Rob Zombie, 'Dragula'
Most American sports don't have the awareness or fortitude to make the hard choices in music selections. Call it corporate influence, or that BMX has a monopoly on anything dope, but baseball seeks more universal appeal. So, if the game wanted to get weird and still satisfy those corporate overlords, they could feature "Dragula" by Rob Zombie. The song's popped up in sports before, and it needs to make more appearances. What other tune is totally weird and intense, but in a way that doesn't really seem all that offensive (like the game itself). Even throngs of people screaming "dig through the ditches" would be both playfully bizarre and still acceptable (also like baseball). And who doesn't want to hear this song while skipping work on a Tuesday afternoon?

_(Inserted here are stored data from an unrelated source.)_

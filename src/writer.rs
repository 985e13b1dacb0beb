//! Writing records as an Excel table

use std::collections::HashMap;
use std::fmt;
use std::fs::File;
use std::io::{BufWriter, Seek, Write};
use std::path::Path;

use log::debug;

use crate::errors::Error;
use crate::record::{Field, Record};
use crate::xlsx::write_package;

/// Name of the only sheet written
pub const SHEET_NAME: &str = "Sheet1";

type Formatter<T> = Box<dyn Fn(&T, &Field<T>) -> String>;

/// A builder writing a collection of records into a new workbook
///
/// The first row holds one bold header per field, in declared order, each
/// following row holds one record. The used range is declared as a table.
///
/// ```
/// use std::io::Cursor;
/// use xlshaper::{record, TableWriter, Xlsx};
///
/// #[derive(Default)]
/// struct Person {
///     name: String,
///     age: u32,
/// }
///
/// record!(Person { name: String => "Name", age: u32 => "Age" });
///
/// let people = [Person { name: "Ann".to_string(), age: 31 }];
/// let data = TableWriter::new()
///     .header("Name", "Full Name")
///     .write_to(Cursor::new(Vec::new()), &people)
///     .unwrap()
///     .into_inner();
///
/// let mut xlsx = Xlsx::new(Cursor::new(data)).unwrap();
/// let rows = xlsx.rows_by_index(0).unwrap();
/// assert_eq!(rows, [["Full Name", "Age"], ["Ann", "31"]]);
/// ```
pub struct TableWriter<T> {
    headers: HashMap<String, String>,
    formatter: Option<Formatter<T>>,
}

impl<T> Default for TableWriter<T> {
    fn default() -> Self {
        TableWriter {
            headers: HashMap::new(),
            formatter: None,
        }
    }
}

impl<T> fmt::Debug for TableWriter<T> {
    fn fmt(&self, f: &mut fmt::Formatter<'_>) -> fmt::Result {
        f.debug_struct("TableWriter")
            .field("headers", &self.headers)
            .field("formatter", &self.formatter.is_some())
            .finish()
    }
}

impl<T: Record> TableWriter<T> {
    /// Creates a new `TableWriter`
    pub fn new() -> Self {
        TableWriter::default()
    }

    /// Overrides the header label of the field named `field`
    pub fn header(mut self, field: &str, label: &str) -> Self {
        self.headers.insert(field.to_string(), label.to_string());
        self
    }

    /// Overrides several header labels, keyed by field name
    pub fn headers<I, K, V>(mut self, labels: I) -> Self
    where
        I: IntoIterator<Item = (K, V)>,
        K: Into<String>,
        V: Into<String>,
    {
        self.headers
            .extend(labels.into_iter().map(|(k, v)| (k.into(), v.into())));
        self
    }

    /// Sets the function converting non empty field values into cell text
    pub fn formatter<F>(mut self, f: F) -> Self
    where
        F: Fn(&T, &Field<T>) -> String + 'static,
    {
        self.formatter = Some(Box::new(f));
        self
    }

    /// Gets the header row
    pub fn header_row(&self) -> Vec<String> {
        T::FIELDS
            .iter()
            .map(|f| {
                self.headers
                    .get(f.name())
                    .cloned()
                    .unwrap_or_else(|| f.name().to_string())
            })
            .collect()
    }

    /// Converts a record into its row of cells
    pub fn format_row(&self, record: &T) -> Vec<String> {
        T::FIELDS
            .iter()
            .map(|field| {
                let value = field.get(record);
                match &self.formatter {
                    _ if value.is_empty() => String::new(),
                    Some(f) => f(record, field),
                    None => value.to_string(),
                }
            })
            .collect()
    }

    /// Writes `records` into a new workbook at `path`, replacing any existing file
    pub fn write<P: AsRef<Path>>(&self, path: P, records: &[T]) -> Result<(), Error> {
        let (header, rows) = self.table(records)?;
        let path = path.as_ref();
        let file = BufWriter::new(File::create(path)?);
        let mut file = write_package(file, SHEET_NAME, &header, &rows)?;
        file.flush()?;
        debug!("wrote {} records to {}", records.len(), path.display());
        Ok(())
    }

    /// Writes `records` into `sink`, which is handed back
    pub fn write_to<W: Write + Seek>(&self, sink: W, records: &[T]) -> Result<W, Error> {
        let (header, rows) = self.table(records)?;
        Ok(write_package(sink, SHEET_NAME, &header, &rows)?)
    }

    fn table(&self, records: &[T]) -> Result<(Vec<String>, Vec<Vec<String>>), Error> {
        if T::FIELDS.is_empty() {
            return Err(Error::MissingArgument("fields"));
        }
        let rows = records.iter().map(|r| self.format_row(r)).collect();
        Ok((self.header_row(), rows))
    }
}

/// Writes `records` at `path` with default headers and formatting
pub fn write_records<T: Record, P: AsRef<Path>>(path: P, records: &[T]) -> Result<(), Error> {
    TableWriter::new().write(path, records)
}
fn conversion_error<T>(field: &Field<T>, raw: &str) -> Error {
    ConversionError {
        field: field.name().to_string(),
        value: raw.to_string(),
        target: field.field_type().kind,
    }
    .into()
}

#[cfg(test)]
mod tests {
    use super::*;

    #[derive(Debug, Default, PartialEq)]
    struct Employee {
        eeid: String,
        full_name: String,
        age: u8,
        salary: f64,
        active: bool,
        hire_date: Option<NaiveDate>,
    }

    record!(Employee {
        eeid: String => "EEID",
        full_name: String => "Full Name",
        age: u8,
        salary: f64 => "Annual Salary",
        active: bool,
        hire_date: Option<NaiveDate> => "Hire Date",
    });

    #[derive(Debug, Default)]
    struct Counter {
        hits: u64,
        signed: i64,
    }

    record!(Counter { hits: u64 => "Hits", signed: i64 => "Signed" });

    fn row(pairs: &[(&str, &str)]) -> RowMapping {
        pairs
            .iter()
            .map(|(k, v)| (normalize(k), v.to_string()))
            .collect()
    }

    #[test]
    fn test_fields() {
        let names: Vec<_> = Employee::FIELDS.iter().map(|f| f.name()).collect();
        assert_eq!(
            names,
            ["EEID", "Full Name", "age", "Annual Salary", "active", "Hire Date"]
        );
        assert_eq!(Employee::FIELDS[3].key(), "annualsalary");
        assert_eq!(
            Employee::FIELDS[5].field_type(),
            FieldType::new(FieldKind::Date, true)
        );
    }

    #[test]
    fn test_property_map() {
        let map = PropertyMap::<Employee>::build(&["eeid", "FULLNAME", "Unknown", "Age", "EEID"]);
        let keys: Vec<_> = map.iter().map(|(k, f)| (k, f.name())).collect();
        assert_eq!(
            keys,
            [("eeid", "EEID"), ("fullname", "Full Name"), ("age", "age")]
        );
        assert!(map.get("unknown").is_none());
        assert!(PropertyMap::<Employee>::build::<&str>(&[]).is_empty());
    }

    #[test]
    fn test_materialize() {
        let map = PropertyMap::<Employee>::build(&[
            "EEID",
            "Full Name",
            "Age",
            "Annual Salary",
            "Active",
            "Hire Date",
        ]);
        let options = ReadOptions::new();
        let e: Employee = materialize(
            &map,
            &row(&[
                ("EEID", "E02002"),
                ("Full Name", "Kai Le"),
                ("Age", "47"),
                ("Annual Salary", "92368"),
                ("Active", "true"),
                ("Hire Date", "15/02/2022"),
            ]),
            &options,
        )
        .unwrap();
        assert_eq!(e.full_name, "Kai Le");
        assert_eq!(e.age, 47);
        assert_eq!(e.salary, 92368.0);
        assert!(e.active);
        assert_eq!(e.hire_date, NaiveDate::from_ymd_opt(2022, 2, 15));

        // absent keys keep their default, empty nullable is None
        let e: Employee = materialize(
            &map,
            &row(&[("EEID", "E1"), ("Hire Date", "")]),
            &options,
        )
        .unwrap();
        assert_eq!(
            e,
            Employee {
                eeid: "E1".to_string(),
                ..Default::default()
            }
        );
    }

    #[test]
    fn test_materialize_errors() {
        let map = PropertyMap::<Employee>::build(&["Age", "Hire Date"]);
        let options = ReadOptions::new();
        match materialize::<Employee>(&map, &row(&[("Age", "300")]), &options) {
            Err(Error::Conversion(e)) => {
                assert_eq!(e.field, "age");
                assert_eq!(e.value, "300");
                assert_eq!(e.target, FieldKind::Integer);
            }
            r => panic!("expecting a conversion error, got {r:?}"),
        }
        assert!(matches!(
            materialize::<Employee>(&map, &row(&[("Hire Date", "not-a-date")]), &options),
            Err(Error::Conversion(_))
        ));
        assert!(matches!(
            materialize::<Employee>(&map, &row(&[("Age", " ")]), &options),
            Err(Error::Conversion(_))
        ));
        let counters = PropertyMap::<Counter>::build(&["Hits", "Signed"]);
        let max = u64::MAX.to_string();
        let c: Counter = materialize(&counters, &row(&[("Hits", max.as_str())]), &options).unwrap();
        assert_eq!(c.hits, u64::MAX);
        match materialize::<Counter>(&counters, &row(&[("Signed", max.as_str())]), &options) {
            Err(Error::Conversion(e)) => assert_eq!(e.target, FieldKind::Integer),
            r => panic!("expecting a conversion error, got {r:?}"),
        }
        let lenient = ReadOptions::new().empty_as_default(true);
        let e: Employee = materialize(&map, &row(&[("Age", " ")]), &lenient).unwrap();
        assert_eq!(e.age, 0);
    }

    #[test]
    fn test_field_values() {
        assert_eq!(u64::MAX.to_value(), Value::Text(u64::MAX.to_string()));
        assert_eq!(0.1f32.to_value(), Value::Float(0.1));
        assert_eq!(Option::<i32>::None.to_value(), Value::Empty);
        assert_eq!(i8::from_value(Value::Integer(128)), None);
        assert_eq!(u64::from_value(u64::MAX.to_value()), Some(u64::MAX));
        assert_eq!(i64::from_value(u64::MAX.to_value()), None);
        assert_eq!(Option::<i8>::from_value(Value::Empty), Some(None));
    }
}
//! Read xlsx rows into maps or typed records, write records back as a table
//!
//! # Status
//!
//! **xlshaper** reads the first (or any) worksheet of an Office Open XML
//! workbook either positionally, keyed by its header row, or straight into
//! user defined records. Records can be written back into a new workbook
//! holding a single formatted table.
//!
//! # Examples
//! ```
//! use chrono::NaiveDate;
//! use std::io::Cursor;
//! use xlshaper::{record, ReadOptions, TableWriter, Xlsx};
//!
//! #[derive(Debug, Default, PartialEq)]
//! struct Employee {
//!     id: String,
//!     full_name: String,
//!     hire_date: Option<NaiveDate>,
//! }
//!
//! record!(Employee {
//!     id: String => "EEID",
//!     full_name: String => "Full Name",
//!     hire_date: Option<NaiveDate> => "Hire Date",
//! });
//!
//! let staff = vec![Employee {
//!     id: "E02002".to_string(),
//!     full_name: "Kai Le".to_string(),
//!     hire_date: NaiveDate::from_ymd_opt(2022, 2, 15),
//! }];
//!
//! // write them, dates formatted the way they are read back
//! let data = TableWriter::new()
//!     .formatter(|e: &Employee, field| match field.name() {
//!         "Hire Date" => e.hire_date.map(|d| d.format("%d/%m/%Y").to_string()).unwrap_or_default(),
//!         _ => field.get(e).to_string(),
//!     })
//!     .write_to(Cursor::new(Vec::new()), &staff)
//!     .unwrap()
//!     .into_inner();
//!
//! // header keys are normalized: "Full Name" becomes "fullname"
//! let mut workbook = Xlsx::new(Cursor::new(data)).unwrap();
//! let rows = workbook.rows_by_header(0).unwrap();
//! assert_eq!(rows[0]["fullname"], "Kai Le");
//!
//! // or read typed records back
//! let read: Vec<Employee> = workbook.records(&ReadOptions::new()).unwrap();
//! assert_eq!(read, staff);
//! ```
#![deny(missing_docs)]

#[macro_use]
mod utils;

mod cell;
mod coerce;
mod errors;
mod extract;
mod key;
mod record;
mod writer;
mod xlsx;

use std::fs::File;
use std::io::BufReader;
use std::path::Path;

pub use cell::{resolve, Cell, CellKind};
pub use coerce::{coerce, from_serial, CoerceError, DateFormat, Value};
pub use errors::{ConversionError, Error, FormatError, LookupError};
pub use extract::RowMapping;
pub use key::normalize;
pub use record::{materialize, Field, FieldKind, FieldType, FieldValue, PropertyMap, Record};
pub use writer::{write_records, TableWriter, SHEET_NAME};
pub use xlsx::{write_package, Table, Xlsx, XlsxError, XlsxRowReader};

/// Options of a read call
///
/// ```
/// use xlshaper::{DateFormat, ReadOptions};
///
/// let options = ReadOptions::new()
///     .sheet_index(1)
///     .date_format(DateFormat::new("yyyy-MM-dd").unwrap())
///     .empty_as_default(true);
/// assert_eq!(options.get_sheet_index(), 1);
/// assert_eq!(options.get_date_format().strftime(), "%Y-%m-%d");
/// ```
#[derive(Debug, Clone, Default)]
pub struct ReadOptions {
    sheet_index: usize,
    date_format: DateFormat,
    empty_as_default: bool,
}

impl ReadOptions {
    /// Creates options reading the first sheet, with `dd/MM/yyyy` dates
    pub fn new() -> Self {
        ReadOptions::default()
    }

    /// Sets the zero based index of the sheet to read
    pub fn sheet_index(mut self, sheet_index: usize) -> Self {
        self.sheet_index = sheet_index;
        self
    }

    /// Sets the format of textual dates
    pub fn date_format(mut self, date_format: DateFormat) -> Self {
        self.date_format = date_format;
        self
    }

    /// Keeps the default value of non nullable fields whose cell is empty,
    /// instead of failing
    pub fn empty_as_default(mut self, empty_as_default: bool) -> Self {
        self.empty_as_default = empty_as_default;
        self
    }

    /// Gets the index of the sheet to read
    pub fn get_sheet_index(&self) -> usize {
        self.sheet_index
    }

    /// Gets the format of textual dates
    pub fn get_date_format(&self) -> &DateFormat {
        &self.date_format
    }

    /// Are empty cells read as default values
    pub fn is_empty_as_default(&self) -> bool {
        self.empty_as_default
    }
}

/// Opens a workbook from a file path
pub fn open_workbook<P: AsRef<Path>>(path: P) -> Result<Xlsx<BufReader<File>>, Error> {
    let file = BufReader::new(File::open(path)?);
    Ok(Xlsx::new(file)?)
}

/// Reads every row of a sheet, see [`Xlsx::rows_by_index`]
pub fn read_by_index<P: AsRef<Path>>(
    path: P,
    sheet_index: usize,
) -> Result<Vec<Vec<String>>, Error> {
    open_workbook(path)?.rows_by_index(sheet_index)
}

/// Reads every row of a sheet through `f`, see [`Xlsx::rows_by_index_with`]
pub fn read_by_index_with<P, T, F>(path: P, sheet_index: usize, f: F) -> Result<Vec<T>, Error>
where
    P: AsRef<Path>,
    F: FnMut(usize, Vec<String>) -> Option<T>,
{
    open_workbook(path)?.rows_by_index_with(sheet_index, f)
}

/// Reads the data rows of a sheet, see [`Xlsx::rows_by_header`]
pub fn read_by_header<P: AsRef<Path>>(
    path: P,
    sheet_index: usize,
) -> Result<Vec<RowMapping>, Error> {
    open_workbook(path)?.rows_by_header(sheet_index)
}

/// Reads the data rows of a sheet through `f`, see [`Xlsx::rows_by_header_with`]
pub fn read_by_header_with<P, T, F>(path: P, sheet_index: usize, f: F) -> Result<Vec<T>, Error>
where
    P: AsRef<Path>,
    F: FnMut(RowMapping) -> Option<T>,
{
    open_workbook(path)?.rows_by_header_with(sheet_index, f)
}

/// Reads the data rows of a sheet into records, see [`Xlsx::records`]
pub fn read_records<T: Record, P: AsRef<Path>>(
    path: P,
    options: &ReadOptions,
) -> Result<Vec<T>, Error> {
    open_workbook(path)?.records(options)
}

Christina Aguilera, 'Fighter'
A few years back, Phoenix New Times spoke to Arizona Diamondbacks players about their walk-up songs. One lesson seemed immediately clear: Players put little work into their choices. They seem to pick songs less for an overt sound or message and more how they feel as it blares over loudspeakers. Which is why Christina Aguilera's "Fighter" should be blared full volume at more parks. Is this song actually about personal empowerment and coming back from total romantic loss? Sure is. But could a team then re-appropriate it into this Jock Jams-esque ditty about overcoming the odds and fighting on with a champion's heart? Yes! If years of listening to baseball songs have taught us anything, it's the best choices reek of irony.
Rush, 'Tom Sawyer'
A lot's already been said about baseball as a whole. Like, how it's got real carny vibes. Or that it's not nearly as popular as other sports. But lest we forget, it's also deeply nerdy. It's something about all the emphasis on stats, the uniforms, and perhaps the helmets that scream "dweeb energy." But that's why Rush's seminal hit "Tom Sawyer" is the perfect song for addressing the soul of baseball. It's this unabashedly nerdy prog rock jam that's all about standing as your own person. It rocks not just because of Neil Peart's drumming (though that helps) but because the band readily embraces what makes this song so weird and left-of-center. Baseball is at its collective best doing the same, maintaining its authenticity despite all the pinstripe uniforms in the world.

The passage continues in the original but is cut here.